Where a line of the material includes the string "casa", copy that line.

--- START ---

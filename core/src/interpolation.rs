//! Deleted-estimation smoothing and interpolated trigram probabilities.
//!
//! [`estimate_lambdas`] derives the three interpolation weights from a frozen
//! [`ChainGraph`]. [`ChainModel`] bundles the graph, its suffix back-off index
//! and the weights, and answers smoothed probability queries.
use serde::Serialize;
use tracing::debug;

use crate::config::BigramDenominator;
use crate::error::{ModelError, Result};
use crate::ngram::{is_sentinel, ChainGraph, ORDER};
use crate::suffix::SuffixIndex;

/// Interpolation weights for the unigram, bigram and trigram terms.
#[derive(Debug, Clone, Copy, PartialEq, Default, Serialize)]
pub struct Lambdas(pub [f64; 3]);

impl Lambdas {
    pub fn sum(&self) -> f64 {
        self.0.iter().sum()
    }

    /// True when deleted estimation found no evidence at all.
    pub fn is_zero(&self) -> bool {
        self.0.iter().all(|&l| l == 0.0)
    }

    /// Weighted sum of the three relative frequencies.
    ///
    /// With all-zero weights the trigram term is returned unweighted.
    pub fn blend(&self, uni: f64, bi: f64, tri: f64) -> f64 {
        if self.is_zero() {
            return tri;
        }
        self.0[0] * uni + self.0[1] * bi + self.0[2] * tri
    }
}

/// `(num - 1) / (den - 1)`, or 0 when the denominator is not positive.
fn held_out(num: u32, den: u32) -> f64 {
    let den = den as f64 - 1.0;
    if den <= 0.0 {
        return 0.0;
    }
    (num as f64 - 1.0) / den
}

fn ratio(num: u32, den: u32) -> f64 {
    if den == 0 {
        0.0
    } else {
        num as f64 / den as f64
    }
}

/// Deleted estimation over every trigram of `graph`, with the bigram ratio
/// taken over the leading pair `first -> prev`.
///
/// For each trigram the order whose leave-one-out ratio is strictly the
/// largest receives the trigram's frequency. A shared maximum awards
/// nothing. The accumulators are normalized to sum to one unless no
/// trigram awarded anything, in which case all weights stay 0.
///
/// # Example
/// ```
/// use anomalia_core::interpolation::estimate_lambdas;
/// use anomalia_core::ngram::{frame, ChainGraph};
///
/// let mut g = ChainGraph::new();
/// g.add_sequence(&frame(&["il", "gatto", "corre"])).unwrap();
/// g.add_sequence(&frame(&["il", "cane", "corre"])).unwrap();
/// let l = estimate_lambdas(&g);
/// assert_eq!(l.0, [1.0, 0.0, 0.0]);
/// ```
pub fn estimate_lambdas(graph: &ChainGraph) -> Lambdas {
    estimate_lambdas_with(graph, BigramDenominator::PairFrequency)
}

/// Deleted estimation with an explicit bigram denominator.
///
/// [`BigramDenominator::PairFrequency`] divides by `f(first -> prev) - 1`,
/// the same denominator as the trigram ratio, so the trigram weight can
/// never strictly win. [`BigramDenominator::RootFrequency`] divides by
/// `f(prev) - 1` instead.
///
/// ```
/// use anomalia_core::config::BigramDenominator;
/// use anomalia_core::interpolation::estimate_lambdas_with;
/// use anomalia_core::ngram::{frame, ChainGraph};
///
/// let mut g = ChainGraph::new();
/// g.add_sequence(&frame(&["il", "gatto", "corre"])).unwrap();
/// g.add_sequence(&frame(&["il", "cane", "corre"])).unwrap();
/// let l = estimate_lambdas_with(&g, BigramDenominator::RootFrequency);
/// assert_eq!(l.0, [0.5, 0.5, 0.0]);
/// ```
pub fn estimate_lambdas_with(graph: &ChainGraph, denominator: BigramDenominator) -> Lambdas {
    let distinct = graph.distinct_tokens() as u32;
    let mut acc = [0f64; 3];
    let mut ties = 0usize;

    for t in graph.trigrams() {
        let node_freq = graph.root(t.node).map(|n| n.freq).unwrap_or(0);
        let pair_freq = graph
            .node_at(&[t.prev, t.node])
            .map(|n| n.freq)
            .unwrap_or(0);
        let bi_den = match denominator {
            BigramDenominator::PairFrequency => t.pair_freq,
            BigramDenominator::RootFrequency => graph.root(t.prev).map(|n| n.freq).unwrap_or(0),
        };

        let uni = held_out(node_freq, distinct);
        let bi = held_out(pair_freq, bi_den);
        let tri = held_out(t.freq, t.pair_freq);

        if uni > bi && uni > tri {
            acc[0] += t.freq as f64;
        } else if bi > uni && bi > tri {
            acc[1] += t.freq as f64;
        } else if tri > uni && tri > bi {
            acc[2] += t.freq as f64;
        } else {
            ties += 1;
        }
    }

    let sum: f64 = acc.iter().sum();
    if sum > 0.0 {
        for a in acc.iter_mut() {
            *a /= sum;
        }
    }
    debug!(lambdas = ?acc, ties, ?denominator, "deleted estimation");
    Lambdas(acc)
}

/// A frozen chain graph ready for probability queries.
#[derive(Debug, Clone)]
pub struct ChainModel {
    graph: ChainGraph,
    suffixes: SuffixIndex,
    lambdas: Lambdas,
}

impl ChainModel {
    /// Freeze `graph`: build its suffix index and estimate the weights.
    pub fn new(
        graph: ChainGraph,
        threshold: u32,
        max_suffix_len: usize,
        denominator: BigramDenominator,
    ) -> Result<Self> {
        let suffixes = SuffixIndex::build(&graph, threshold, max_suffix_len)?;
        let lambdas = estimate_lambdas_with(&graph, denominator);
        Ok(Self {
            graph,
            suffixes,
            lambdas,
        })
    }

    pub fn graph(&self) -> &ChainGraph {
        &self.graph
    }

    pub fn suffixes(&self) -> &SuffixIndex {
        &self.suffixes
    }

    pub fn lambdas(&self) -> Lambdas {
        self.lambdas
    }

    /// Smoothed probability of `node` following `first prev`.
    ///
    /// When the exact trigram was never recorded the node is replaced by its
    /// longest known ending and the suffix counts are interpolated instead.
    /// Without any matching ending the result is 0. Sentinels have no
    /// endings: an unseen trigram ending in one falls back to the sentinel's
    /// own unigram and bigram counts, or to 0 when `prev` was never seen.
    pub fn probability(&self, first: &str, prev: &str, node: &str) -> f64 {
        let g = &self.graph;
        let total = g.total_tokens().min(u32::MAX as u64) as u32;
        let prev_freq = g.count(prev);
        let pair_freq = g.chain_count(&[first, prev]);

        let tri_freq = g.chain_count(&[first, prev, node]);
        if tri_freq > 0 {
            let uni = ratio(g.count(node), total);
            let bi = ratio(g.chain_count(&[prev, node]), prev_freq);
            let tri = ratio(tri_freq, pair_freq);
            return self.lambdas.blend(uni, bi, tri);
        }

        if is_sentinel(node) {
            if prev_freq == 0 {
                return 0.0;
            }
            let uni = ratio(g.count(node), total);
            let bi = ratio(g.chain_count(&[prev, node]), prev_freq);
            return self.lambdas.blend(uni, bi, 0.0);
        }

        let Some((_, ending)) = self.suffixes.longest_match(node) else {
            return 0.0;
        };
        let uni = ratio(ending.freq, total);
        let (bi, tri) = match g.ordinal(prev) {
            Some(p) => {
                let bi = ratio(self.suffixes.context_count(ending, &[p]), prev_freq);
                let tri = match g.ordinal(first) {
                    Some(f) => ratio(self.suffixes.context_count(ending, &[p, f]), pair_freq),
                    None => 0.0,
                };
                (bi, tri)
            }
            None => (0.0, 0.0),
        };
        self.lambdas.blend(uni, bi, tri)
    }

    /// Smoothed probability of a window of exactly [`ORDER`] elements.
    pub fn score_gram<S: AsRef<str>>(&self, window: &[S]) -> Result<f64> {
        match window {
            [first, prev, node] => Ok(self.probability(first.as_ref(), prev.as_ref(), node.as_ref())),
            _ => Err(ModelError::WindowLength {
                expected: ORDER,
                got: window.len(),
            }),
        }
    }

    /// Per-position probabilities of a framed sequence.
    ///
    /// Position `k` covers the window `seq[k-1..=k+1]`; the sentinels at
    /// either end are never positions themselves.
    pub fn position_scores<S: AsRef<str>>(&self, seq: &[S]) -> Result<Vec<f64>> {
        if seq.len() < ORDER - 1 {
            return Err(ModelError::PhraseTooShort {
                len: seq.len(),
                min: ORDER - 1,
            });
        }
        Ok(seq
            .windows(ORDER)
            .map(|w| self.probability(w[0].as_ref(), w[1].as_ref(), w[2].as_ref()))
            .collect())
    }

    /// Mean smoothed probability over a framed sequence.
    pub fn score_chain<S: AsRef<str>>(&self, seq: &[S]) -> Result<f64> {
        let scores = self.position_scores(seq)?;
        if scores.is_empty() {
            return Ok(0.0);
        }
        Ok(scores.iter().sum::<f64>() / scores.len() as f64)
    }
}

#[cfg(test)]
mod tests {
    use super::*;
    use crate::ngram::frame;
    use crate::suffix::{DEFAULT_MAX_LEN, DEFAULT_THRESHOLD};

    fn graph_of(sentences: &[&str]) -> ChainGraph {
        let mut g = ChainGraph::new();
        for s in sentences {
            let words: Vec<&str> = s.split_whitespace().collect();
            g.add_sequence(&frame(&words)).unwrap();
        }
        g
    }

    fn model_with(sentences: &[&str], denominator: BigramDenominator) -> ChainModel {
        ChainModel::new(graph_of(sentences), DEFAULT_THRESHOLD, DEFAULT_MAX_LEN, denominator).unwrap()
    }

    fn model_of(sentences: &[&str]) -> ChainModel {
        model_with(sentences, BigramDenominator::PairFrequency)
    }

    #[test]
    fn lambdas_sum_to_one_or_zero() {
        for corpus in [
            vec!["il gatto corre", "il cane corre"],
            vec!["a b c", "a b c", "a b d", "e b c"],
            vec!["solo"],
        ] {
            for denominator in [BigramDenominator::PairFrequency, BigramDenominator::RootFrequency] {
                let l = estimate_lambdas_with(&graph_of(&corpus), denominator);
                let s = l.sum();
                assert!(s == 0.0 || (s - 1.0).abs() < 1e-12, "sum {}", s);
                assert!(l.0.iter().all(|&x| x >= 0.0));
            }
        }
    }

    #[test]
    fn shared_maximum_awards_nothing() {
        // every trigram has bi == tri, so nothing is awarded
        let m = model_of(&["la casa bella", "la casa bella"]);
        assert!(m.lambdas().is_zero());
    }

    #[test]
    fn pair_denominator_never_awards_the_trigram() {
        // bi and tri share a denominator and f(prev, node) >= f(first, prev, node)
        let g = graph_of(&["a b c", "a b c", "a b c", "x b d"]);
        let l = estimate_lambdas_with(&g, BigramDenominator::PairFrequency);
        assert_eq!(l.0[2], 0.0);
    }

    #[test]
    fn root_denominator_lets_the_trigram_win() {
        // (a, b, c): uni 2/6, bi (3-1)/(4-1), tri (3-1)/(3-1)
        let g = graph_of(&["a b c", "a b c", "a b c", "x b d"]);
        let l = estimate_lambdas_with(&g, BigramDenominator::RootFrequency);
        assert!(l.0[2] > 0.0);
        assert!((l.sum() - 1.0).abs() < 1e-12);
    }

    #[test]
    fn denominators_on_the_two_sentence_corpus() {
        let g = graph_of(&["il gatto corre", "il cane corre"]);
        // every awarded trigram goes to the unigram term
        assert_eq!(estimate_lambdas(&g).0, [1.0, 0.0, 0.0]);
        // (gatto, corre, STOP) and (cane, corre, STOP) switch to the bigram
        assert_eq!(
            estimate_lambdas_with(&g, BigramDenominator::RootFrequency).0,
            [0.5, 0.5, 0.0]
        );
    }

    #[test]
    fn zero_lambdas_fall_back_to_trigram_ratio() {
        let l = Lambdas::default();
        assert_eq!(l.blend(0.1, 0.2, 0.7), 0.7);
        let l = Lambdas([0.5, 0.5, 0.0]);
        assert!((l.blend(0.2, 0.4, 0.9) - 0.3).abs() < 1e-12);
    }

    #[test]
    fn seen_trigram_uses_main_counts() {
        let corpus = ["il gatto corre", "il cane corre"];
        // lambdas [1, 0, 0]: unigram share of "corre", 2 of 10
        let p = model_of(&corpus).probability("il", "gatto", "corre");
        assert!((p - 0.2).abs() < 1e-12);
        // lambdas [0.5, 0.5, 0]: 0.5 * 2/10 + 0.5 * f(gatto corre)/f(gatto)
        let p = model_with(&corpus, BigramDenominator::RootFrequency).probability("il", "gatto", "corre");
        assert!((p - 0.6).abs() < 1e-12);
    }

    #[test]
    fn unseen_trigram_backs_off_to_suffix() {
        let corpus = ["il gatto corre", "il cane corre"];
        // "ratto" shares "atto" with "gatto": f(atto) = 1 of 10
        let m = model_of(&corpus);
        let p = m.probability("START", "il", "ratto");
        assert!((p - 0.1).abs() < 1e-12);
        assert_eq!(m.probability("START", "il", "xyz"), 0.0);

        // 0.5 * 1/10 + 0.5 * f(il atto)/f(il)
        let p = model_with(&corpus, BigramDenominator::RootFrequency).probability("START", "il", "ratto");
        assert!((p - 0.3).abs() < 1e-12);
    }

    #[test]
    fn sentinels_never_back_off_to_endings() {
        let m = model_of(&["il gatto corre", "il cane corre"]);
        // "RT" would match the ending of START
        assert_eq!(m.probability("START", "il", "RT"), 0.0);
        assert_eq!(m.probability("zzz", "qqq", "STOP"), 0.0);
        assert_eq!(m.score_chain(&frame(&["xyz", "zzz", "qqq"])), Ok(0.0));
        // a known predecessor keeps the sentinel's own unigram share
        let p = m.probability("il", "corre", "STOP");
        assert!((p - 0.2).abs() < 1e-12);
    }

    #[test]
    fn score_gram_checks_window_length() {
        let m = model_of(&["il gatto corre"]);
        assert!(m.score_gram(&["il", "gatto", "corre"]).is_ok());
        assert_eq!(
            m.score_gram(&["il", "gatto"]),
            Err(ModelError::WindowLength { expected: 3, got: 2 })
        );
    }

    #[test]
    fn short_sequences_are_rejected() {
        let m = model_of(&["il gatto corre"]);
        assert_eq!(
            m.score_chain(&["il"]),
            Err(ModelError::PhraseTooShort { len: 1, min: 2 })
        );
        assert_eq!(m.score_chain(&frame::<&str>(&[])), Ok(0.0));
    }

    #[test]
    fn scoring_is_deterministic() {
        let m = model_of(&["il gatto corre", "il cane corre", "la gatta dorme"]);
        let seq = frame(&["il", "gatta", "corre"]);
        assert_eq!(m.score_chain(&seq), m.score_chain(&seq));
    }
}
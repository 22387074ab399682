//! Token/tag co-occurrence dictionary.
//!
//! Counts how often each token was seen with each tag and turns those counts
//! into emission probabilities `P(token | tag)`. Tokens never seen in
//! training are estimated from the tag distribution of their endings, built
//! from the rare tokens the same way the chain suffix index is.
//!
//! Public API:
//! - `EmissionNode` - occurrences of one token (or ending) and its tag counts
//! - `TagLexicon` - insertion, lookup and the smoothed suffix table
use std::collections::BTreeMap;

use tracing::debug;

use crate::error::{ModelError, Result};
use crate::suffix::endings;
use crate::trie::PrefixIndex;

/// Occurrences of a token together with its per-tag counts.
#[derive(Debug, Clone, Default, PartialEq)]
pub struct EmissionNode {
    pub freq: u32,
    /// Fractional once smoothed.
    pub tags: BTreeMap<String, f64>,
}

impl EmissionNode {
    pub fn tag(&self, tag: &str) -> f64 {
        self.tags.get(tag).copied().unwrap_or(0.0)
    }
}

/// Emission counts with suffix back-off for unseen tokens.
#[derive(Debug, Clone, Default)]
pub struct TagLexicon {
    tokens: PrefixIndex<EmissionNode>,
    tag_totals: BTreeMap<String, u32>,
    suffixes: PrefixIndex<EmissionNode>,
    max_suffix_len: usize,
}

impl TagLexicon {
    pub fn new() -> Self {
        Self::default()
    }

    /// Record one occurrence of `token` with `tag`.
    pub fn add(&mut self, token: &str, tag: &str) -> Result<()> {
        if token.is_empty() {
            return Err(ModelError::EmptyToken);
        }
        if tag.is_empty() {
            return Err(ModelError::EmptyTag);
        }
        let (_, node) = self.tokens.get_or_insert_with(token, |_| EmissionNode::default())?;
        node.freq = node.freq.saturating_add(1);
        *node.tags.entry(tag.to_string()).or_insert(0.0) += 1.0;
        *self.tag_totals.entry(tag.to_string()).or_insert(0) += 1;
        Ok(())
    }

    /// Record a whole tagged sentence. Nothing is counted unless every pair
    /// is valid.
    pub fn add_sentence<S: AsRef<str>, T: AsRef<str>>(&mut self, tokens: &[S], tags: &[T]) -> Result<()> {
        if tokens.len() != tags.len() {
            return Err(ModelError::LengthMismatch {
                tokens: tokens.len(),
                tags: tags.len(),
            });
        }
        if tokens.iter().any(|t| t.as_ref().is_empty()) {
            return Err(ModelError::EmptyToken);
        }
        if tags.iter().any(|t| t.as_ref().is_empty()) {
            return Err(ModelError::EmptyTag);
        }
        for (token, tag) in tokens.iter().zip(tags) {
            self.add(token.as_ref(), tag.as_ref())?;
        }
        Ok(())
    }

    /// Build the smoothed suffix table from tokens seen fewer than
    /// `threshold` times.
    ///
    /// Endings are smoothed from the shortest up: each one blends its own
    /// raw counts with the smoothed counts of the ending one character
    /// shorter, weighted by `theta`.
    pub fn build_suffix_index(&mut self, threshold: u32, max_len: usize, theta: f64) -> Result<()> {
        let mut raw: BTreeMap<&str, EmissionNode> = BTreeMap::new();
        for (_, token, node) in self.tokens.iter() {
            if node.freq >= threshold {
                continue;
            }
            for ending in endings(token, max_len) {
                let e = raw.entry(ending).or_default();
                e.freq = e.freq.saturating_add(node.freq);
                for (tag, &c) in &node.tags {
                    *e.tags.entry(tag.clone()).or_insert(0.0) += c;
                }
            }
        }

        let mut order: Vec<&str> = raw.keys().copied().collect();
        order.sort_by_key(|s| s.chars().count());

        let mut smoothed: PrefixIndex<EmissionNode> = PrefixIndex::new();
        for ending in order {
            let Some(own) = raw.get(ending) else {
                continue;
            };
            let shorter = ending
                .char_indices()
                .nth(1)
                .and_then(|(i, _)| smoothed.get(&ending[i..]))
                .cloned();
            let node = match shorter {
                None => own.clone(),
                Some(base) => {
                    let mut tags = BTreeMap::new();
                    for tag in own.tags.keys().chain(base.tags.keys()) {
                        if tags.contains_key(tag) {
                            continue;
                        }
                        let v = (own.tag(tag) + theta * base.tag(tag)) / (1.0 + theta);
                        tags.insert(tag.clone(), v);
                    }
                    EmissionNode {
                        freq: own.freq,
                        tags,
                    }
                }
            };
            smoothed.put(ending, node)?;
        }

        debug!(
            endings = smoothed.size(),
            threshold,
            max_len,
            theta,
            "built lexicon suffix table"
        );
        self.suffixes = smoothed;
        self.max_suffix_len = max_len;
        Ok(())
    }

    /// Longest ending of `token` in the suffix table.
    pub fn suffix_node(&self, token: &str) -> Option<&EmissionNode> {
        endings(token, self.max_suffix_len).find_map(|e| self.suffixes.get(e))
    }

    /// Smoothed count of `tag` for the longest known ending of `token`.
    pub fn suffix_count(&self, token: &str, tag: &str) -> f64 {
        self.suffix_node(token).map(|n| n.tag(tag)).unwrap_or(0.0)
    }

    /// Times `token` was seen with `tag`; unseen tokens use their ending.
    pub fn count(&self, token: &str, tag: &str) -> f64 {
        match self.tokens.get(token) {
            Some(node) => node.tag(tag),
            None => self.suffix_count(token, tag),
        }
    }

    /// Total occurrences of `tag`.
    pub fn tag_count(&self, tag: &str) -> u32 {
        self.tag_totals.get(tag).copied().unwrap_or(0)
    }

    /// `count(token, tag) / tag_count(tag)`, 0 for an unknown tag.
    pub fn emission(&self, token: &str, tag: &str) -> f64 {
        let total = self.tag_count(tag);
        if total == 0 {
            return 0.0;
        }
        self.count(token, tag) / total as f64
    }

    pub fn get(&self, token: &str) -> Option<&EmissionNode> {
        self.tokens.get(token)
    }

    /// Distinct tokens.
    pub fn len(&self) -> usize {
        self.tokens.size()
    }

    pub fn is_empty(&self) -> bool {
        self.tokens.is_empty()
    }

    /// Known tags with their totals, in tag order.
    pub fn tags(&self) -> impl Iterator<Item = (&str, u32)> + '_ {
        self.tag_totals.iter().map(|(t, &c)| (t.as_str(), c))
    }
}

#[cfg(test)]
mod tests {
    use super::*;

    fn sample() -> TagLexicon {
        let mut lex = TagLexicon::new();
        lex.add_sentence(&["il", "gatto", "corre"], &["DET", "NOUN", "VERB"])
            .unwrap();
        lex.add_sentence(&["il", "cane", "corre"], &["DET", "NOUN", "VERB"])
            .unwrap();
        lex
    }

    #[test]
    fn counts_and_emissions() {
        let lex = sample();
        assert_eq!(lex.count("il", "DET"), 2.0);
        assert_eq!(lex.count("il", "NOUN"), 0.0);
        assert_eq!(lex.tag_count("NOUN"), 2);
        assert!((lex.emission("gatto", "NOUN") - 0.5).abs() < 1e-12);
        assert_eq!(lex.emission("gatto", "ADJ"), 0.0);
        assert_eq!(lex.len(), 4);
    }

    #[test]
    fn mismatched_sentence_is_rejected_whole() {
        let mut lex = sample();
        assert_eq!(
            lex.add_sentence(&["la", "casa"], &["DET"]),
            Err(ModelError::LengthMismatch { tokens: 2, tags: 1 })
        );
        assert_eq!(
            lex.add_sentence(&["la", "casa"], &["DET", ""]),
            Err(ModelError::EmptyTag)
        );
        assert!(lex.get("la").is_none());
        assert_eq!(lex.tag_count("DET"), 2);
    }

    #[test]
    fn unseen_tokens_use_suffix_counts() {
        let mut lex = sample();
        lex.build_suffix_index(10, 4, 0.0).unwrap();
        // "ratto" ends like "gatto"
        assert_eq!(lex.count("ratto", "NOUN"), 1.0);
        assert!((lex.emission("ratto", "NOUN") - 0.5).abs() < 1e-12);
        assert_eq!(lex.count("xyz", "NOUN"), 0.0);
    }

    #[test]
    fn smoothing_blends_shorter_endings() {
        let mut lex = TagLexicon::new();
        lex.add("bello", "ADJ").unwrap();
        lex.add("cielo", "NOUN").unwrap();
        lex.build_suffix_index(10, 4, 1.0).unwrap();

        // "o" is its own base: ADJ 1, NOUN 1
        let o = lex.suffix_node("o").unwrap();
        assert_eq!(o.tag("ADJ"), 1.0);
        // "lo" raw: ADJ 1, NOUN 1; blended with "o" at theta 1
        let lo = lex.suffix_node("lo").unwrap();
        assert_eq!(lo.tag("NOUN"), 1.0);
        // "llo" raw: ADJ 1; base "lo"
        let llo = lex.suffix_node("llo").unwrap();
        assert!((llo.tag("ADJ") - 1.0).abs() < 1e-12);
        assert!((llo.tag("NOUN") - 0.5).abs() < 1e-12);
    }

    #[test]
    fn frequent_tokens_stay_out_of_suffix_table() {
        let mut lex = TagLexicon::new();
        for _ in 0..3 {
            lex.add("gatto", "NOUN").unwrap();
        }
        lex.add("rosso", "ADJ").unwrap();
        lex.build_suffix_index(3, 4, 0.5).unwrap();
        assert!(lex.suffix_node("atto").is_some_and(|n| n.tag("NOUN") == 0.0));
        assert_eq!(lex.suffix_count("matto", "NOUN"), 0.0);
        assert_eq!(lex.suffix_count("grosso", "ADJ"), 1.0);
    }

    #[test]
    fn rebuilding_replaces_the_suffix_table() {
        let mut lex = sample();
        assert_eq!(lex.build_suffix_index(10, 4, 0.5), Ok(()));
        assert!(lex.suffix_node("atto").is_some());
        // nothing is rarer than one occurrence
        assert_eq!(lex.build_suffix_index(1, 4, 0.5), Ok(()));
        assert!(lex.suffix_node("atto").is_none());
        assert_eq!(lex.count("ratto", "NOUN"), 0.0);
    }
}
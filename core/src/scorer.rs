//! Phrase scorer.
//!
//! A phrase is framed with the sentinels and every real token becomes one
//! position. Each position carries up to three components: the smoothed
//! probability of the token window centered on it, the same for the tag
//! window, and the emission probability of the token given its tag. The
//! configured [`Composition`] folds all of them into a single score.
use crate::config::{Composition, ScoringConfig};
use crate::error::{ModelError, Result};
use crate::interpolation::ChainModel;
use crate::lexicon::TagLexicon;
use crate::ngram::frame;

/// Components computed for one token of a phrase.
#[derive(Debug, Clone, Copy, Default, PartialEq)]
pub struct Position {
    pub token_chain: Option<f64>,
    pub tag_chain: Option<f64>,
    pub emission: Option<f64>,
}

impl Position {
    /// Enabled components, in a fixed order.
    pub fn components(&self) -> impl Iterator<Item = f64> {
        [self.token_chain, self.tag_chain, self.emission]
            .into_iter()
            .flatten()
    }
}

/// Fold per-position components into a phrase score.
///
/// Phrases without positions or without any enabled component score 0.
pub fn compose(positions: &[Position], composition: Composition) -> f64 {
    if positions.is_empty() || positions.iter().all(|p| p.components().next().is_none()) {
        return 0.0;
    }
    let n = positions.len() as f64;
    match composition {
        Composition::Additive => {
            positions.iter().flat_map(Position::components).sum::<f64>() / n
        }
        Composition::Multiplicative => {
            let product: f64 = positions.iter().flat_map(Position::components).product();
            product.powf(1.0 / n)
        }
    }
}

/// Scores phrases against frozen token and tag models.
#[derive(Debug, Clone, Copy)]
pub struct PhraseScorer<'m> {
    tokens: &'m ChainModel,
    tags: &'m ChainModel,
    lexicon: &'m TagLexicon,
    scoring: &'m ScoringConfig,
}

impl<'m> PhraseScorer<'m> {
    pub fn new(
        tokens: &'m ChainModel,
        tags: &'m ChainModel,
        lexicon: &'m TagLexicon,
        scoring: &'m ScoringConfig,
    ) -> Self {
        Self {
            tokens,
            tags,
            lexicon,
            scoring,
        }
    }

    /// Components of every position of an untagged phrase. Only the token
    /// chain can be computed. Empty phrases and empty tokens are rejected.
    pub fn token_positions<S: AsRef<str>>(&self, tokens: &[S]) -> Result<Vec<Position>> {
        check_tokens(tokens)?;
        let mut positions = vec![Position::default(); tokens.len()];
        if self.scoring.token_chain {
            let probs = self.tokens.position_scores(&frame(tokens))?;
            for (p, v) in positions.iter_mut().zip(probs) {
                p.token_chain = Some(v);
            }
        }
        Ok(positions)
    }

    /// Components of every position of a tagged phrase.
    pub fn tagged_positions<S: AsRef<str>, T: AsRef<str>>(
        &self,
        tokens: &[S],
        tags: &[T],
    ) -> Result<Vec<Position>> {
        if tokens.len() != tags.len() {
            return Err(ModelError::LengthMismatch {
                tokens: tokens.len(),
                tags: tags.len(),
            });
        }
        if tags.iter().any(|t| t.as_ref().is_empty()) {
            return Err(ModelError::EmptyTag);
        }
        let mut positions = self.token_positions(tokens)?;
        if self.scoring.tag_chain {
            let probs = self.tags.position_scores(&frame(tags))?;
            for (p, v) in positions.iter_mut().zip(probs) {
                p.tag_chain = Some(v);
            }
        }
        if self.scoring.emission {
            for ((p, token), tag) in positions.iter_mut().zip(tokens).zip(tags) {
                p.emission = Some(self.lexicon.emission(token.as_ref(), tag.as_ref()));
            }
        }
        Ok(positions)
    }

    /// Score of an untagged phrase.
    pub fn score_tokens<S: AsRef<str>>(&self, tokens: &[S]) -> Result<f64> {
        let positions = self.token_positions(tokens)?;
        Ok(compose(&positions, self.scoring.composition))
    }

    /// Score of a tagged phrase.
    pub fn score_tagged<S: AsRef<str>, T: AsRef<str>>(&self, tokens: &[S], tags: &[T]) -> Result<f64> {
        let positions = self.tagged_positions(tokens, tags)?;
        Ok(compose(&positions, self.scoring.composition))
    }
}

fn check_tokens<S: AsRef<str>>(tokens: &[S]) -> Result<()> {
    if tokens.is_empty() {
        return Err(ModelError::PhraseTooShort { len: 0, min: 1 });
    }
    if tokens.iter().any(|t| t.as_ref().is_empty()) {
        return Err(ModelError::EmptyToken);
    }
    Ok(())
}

--- END ---

■ **Response to the exercise**:
        let m = model_of(&["la casa bella", "la casa bella"]);
            lex.add_sentence(&["la", "casa"], &["DET"]),
            lex.add_sentence(&["la", "casa"], &["DET", ""]),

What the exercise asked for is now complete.